Plus, if the Yankees go on to win the World Series, Dunn will receive a ring for those four games in which he appeared in September (he gets nothing for appearing as The Riddler) and most likely a quarter of a World Series winner’s share, which last year was $351,504.48. There aren’t too many members of the Mesa Solar Sox who will be able to say that.

A spate of wildness notwithstanding — Dunn walked five, matching his strikeout total in the four innings he pitched for the Yankees — there’s also the cachet he earned during his September call-up, which should benefit him when pitchers and catchers report to spring training in a few months.

“I think I will have a good chance, if not at the beginning of the year, then early in the season for sure,” Dunn said about wearing pinstripes full time.

Anyway, to think he would spend part of September playing video games with Yankees ace C.C. Sabathia when it appeared his major-league dream would vaporize in a succession of his own swings and misses is to think of his greatest fantasy multiplied by two or four or six.

Dunn, who was born in Farmington, N.M., but played his senior year of high school baseball at Cimarron before moving on to the College of Southern Nevada, was an outfielder by trade. The Yankees were willing to give him a second chance as a pitcher. Dunn, of course, was willing to take it.
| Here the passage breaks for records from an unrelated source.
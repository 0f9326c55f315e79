//! Implements the rules for recording transactions and reporting the ledger
//! balance.

use time::OffsetDateTime;

use crate::{
    Error,
    models::{Balance, Transaction, TransactionData, TransactionId},
    stores::TransactionStore,
};

/// Applies the ledger's rules to transactions before they reach the store.
#[derive(Debug, Clone)]
pub struct TransactionService<T>
where
    T: TransactionStore,
{
    store: T,
}

impl<T> TransactionService<T>
where
    T: TransactionStore,
{
    /// Create a new service that persists transactions in `store`.
    pub fn new(store: T) -> Self {
        Self { store }
    }

    /// Record a new transaction and return the stored entity.
    ///
    /// The recorded time is taken from the server clock, ignoring anything
    /// the client sent.
    ///
    /// # Errors
    /// This function will return a:
    /// - [Error::IdNotAllowed] if `data` has its ID set,
    /// - [Error::BlankDescription] if `data` has a blank or missing
    ///   description,
    /// - or [Error::SqlError] if there is an unexpected SQL error.
    pub fn create(&mut self, data: TransactionData) -> Result<Transaction, Error> {
        if data.id.is_some() {
            return Err(Error::IdNotAllowed);
        }

        let description = validate_description(data.description)?;

        self.store
            .save(Transaction::build(data.amount, &description))
    }

    /// Overwrite the stored transaction with the ID set in `data`.
    ///
    /// The whole row is replaced and the recorded time is refreshed to the
    /// server clock.
    ///
    /// # Errors
    /// This function will return a:
    /// - [Error::IdRequired] if `data` has no ID,
    /// - [Error::BlankDescription] if `data` has a blank or missing
    ///   description,
    /// - [Error::NoSuchTransaction] if the ID is not in the store,
    /// - or [Error::SqlError] if there is an unexpected SQL error.
    pub fn update(&mut self, data: TransactionData) -> Result<Transaction, Error> {
        let id = data.id.ok_or(Error::IdRequired)?;
        let description = validate_description(data.description)?;

        // A concurrent delete between this check and the save re-inserts the
        // row instead of failing.
        if !self.store.exists_by_id(id)? {
            return Err(Error::NoSuchTransaction(id));
        }

        self.store
            .save(Transaction::build(data.amount, &description).id(Some(id)))
    }

    /// Retrieve the transaction with `id`, or `None` if there is no such
    /// transaction.
    ///
    /// # Errors
    /// Returns an [Error::SqlError] if there is an unexpected SQL error.
    pub fn find_by_id(&self, id: TransactionId) -> Result<Option<Transaction>, Error> {
        self.store.find_by_id(id)
    }

    /// Retrieve every transaction, most recently recorded first.
    ///
    /// # Errors
    /// Returns an [Error::SqlError] if there is an unexpected SQL error.
    pub fn find_all(&self) -> Result<Vec<Transaction>, Error> {
        self.store.find_all_by_created_at_desc()
    }

    /// Delete the transaction with `id`.
    ///
    /// # Errors
    /// This function will return a:
    /// - [Error::NoSuchTransaction] if `id` is not in the store,
    /// - or [Error::SqlError] if there is an unexpected SQL error.
    pub fn delete_by_id(&mut self, id: TransactionId) -> Result<(), Error> {
        if !self.store.exists_by_id(id)? {
            return Err(Error::NoSuchTransaction(id));
        }

        self.store.delete_by_id(id)
    }

    /// Compute the ledger's balance, the sum of every transaction amount.
    ///
    /// An empty ledger has a balance of zero.
    ///
    /// # Errors
    /// Returns an [Error::SqlError] if there is an unexpected SQL error.
    pub fn current_balance(&self) -> Result<Balance, Error> {
        let sum = self.store.sum_of_amounts()?;

        Ok(Balance {
            date_time: OffsetDateTime::now_utc(),
            balance: sum.unwrap_or(0.0),
        })
    }
}

/// Reject blank and missing descriptions.
fn validate_description(description: Option<String>) -> Result<String, Error> {
    match description {
        Some(description) if !description.trim().is_empty() => Ok(description),
        _ => Err(Error::BlankDescription),
    }
}

#[cfg(test)]
mod transaction_service_tests {
    use std::sync::{Arc, Mutex};

    use rusqlite::Connection;
    use time::{Duration, OffsetDateTime};

    use crate::{
        Error,
        db::initialize,
        models::TransactionData,
        stores::sqlite::SQLiteTransactionStore,
    };

    use super::TransactionService;

    fn get_test_service() -> TransactionService<SQLiteTransactionStore> {
        let connection =
            Connection::open_in_memory().expect("Could not open database in memory.");
        initialize(&connection).expect("Could not initialize database.");

        TransactionService::new(SQLiteTransactionStore::new(Arc::new(Mutex::new(connection))))
    }

    fn transaction_data(amount: f64, description: &str) -> TransactionData {
        TransactionData {
            id: None,
            amount,
            description: Some(description.to_owned()),
        }
    }

    fn assert_recent(timestamp: OffsetDateTime) {
        let age = OffsetDateTime::now_utc() - timestamp;

        assert!(
            age >= Duration::ZERO && age < Duration::minutes(1),
            "got timestamp {timestamp}, want the current server time"
        );
    }

    #[test]
    fn create_returns_stored_transaction() {
        let mut service = get_test_service();
        let amount = 12.3;

        let got = service
            .create(transaction_data(amount, "Weekly groceries"))
            .expect("Could not create transaction");

        assert_eq!(got.id, 1);
        assert_eq!(got.amount, amount);
        assert_eq!(got.description, "Weekly groceries");
    }

    #[test]
    fn create_sets_created_at_to_server_time() {
        let mut service = get_test_service();

        let got = service
            .create(transaction_data(1.0, "Coffee"))
            .expect("Could not create transaction");

        assert_recent(got.created_at);
    }

    #[test]
    fn create_fails_when_id_is_set() {
        let mut service = get_test_service();
        let data = TransactionData {
            id: Some(1),
            amount: 1.0,
            description: Some("Coffee".to_owned()),
        };

        let got = service.create(data);

        assert_eq!(got, Err(Error::IdNotAllowed));
        assert_eq!(
            service.find_all().expect("Could not retrieve transactions"),
            vec![]
        );
    }

    #[test]
    fn create_fails_on_blank_description() {
        let mut service = get_test_service();

        for description in [Some("".to_owned()), Some("   ".to_owned()), None] {
            let data = TransactionData {
                id: None,
                amount: 1.0,
                description: description.clone(),
            };

            let got = service.create(data);

            assert_eq!(
                got,
                Err(Error::BlankDescription),
                "want error for description {description:?}"
            );
        }
    }

    #[test]
    fn update_overwrites_stored_transaction() {
        let mut service = get_test_service();
        let original = service
            .create(transaction_data(12.3, "Coffee"))
            .expect("Could not create transaction");

        let updated = service
            .update(TransactionData {
                id: Some(original.id),
                amount: -99.9,
                description: Some("Refund".to_owned()),
            })
            .expect("Could not update transaction");

        assert_eq!(updated.id, original.id);
        assert_eq!(updated.amount, -99.9);
        assert_eq!(updated.description, "Refund");

        let got = service
            .find_by_id(original.id)
            .expect("Could not retrieve transaction");
        assert_eq!(got, Some(updated));

        let all = service.find_all().expect("Could not retrieve transactions");
        assert_eq!(all.len(), 1);
    }

    #[test]
    fn update_refreshes_created_at() {
        let mut service = get_test_service();
        let original = service
            .create(transaction_data(12.3, "Coffee"))
            .expect("Could not create transaction");

        let updated = service
            .update(TransactionData {
                id: Some(original.id),
                amount: 12.3,
                description: Some("Coffee".to_owned()),
            })
            .expect("Could not update transaction");

        assert!(updated.created_at >= original.created_at);
        assert_recent(updated.created_at);
    }

    #[test]
    fn update_fails_without_id() {
        let mut service = get_test_service();

        let got = service.update(transaction_data(1.0, "Coffee"));

        assert_eq!(got, Err(Error::IdRequired));
    }

    #[test]
    fn update_fails_on_blank_description() {
        let mut service = get_test_service();
        let original = service
            .create(transaction_data(12.3, "Coffee"))
            .expect("Could not create transaction");

        let got = service.update(TransactionData {
            id: Some(original.id),
            amount: 1.0,
            description: Some("   ".to_owned()),
        });

        assert_eq!(got, Err(Error::BlankDescription));
    }

    #[test]
    fn update_fails_on_blank_description_before_unused_id() {
        let mut service = get_test_service();

        let got = service.update(TransactionData {
            id: Some(999),
            amount: 1.0,
            description: Some("   ".to_owned()),
        });

        assert_eq!(got, Err(Error::BlankDescription));
    }

    #[test]
    fn update_fails_on_unused_id() {
        let mut service = get_test_service();

        let got = service.update(TransactionData {
            id: Some(999),
            amount: 1.0,
            description: Some("Coffee".to_owned()),
        });

        assert_eq!(got, Err(Error::NoSuchTransaction(999)));
    }

    #[test]
    fn find_by_id_returns_none_for_unused_id() {
        let service = get_test_service();

        let got = service
            .find_by_id(999)
            .expect("Could not query transaction");

        assert_eq!(got, None);
    }

    #[test]
    fn find_all_returns_newest_first() {
        let mut service = get_test_service();
        for (amount, description) in [(1.0, "First"), (2.0, "Second"), (3.0, "Third")] {
            service
                .create(transaction_data(amount, description))
                .expect("Could not create transaction");
        }

        let got = service.find_all().expect("Could not retrieve transactions");

        let ids: Vec<_> = got.iter().map(|transaction| transaction.id).collect();
        assert_eq!(ids, vec![3, 2, 1]);
    }

    #[test]
    fn delete_removes_transaction() {
        let mut service = get_test_service();
        let transaction = service
            .create(transaction_data(12.3, "Coffee"))
            .expect("Could not create transaction");

        service
            .delete_by_id(transaction.id)
            .expect("Could not delete transaction");

        let got = service
            .find_by_id(transaction.id)
            .expect("Could not query transaction");
        assert_eq!(got, None);
    }

    #[test]
    fn delete_fails_on_unused_id() {
        let mut service = get_test_service();

        let got = service.delete_by_id(42);

        assert_eq!(got, Err(Error::NoSuchTransaction(42)));
    }

    #[test]
    fn balance_is_zero_for_empty_ledger() {
        let service = get_test_service();

        let got = service
            .current_balance()
            .expect("Could not compute balance");

        assert_eq!(got.balance, 0.0);
        assert_recent(got.date_time);
    }

    #[test]
    fn balance_sums_every_transaction() {
        let mut service = get_test_service();
        service
            .create(transaction_data(20.50, "Deposit"))
            .expect("Could not create transaction");
        service
            .create(transaction_data(30.50, "Deposit"))
            .expect("Could not create transaction");

        let got = service
            .current_balance()
            .expect("Could not compute balance");

        assert_eq!(got.balance, 51.00);
    }
}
In fact, he believes when the Yankees drafted him in the 33rd round in June 2004, it was as a pitcher, only they didn’t tell him at the time. Left-handed pitchers are to major league baseball what Boardwalk with a hotel is to a “Monopoly” game. There is no more valuable commodity.

“At least they gave me a chance to hit,” Dunn said. “But to be able to make my debut (as a pitcher), I never saw it in my cards. To be able to make it with a team like the Yankees, the best-known team in baseball, definitely was awesome.”

This is why Dunn thanks his lucky stars he’s left-handed.

And that Riddler costume is why he thanks his lucky stars one can only be a rookie once.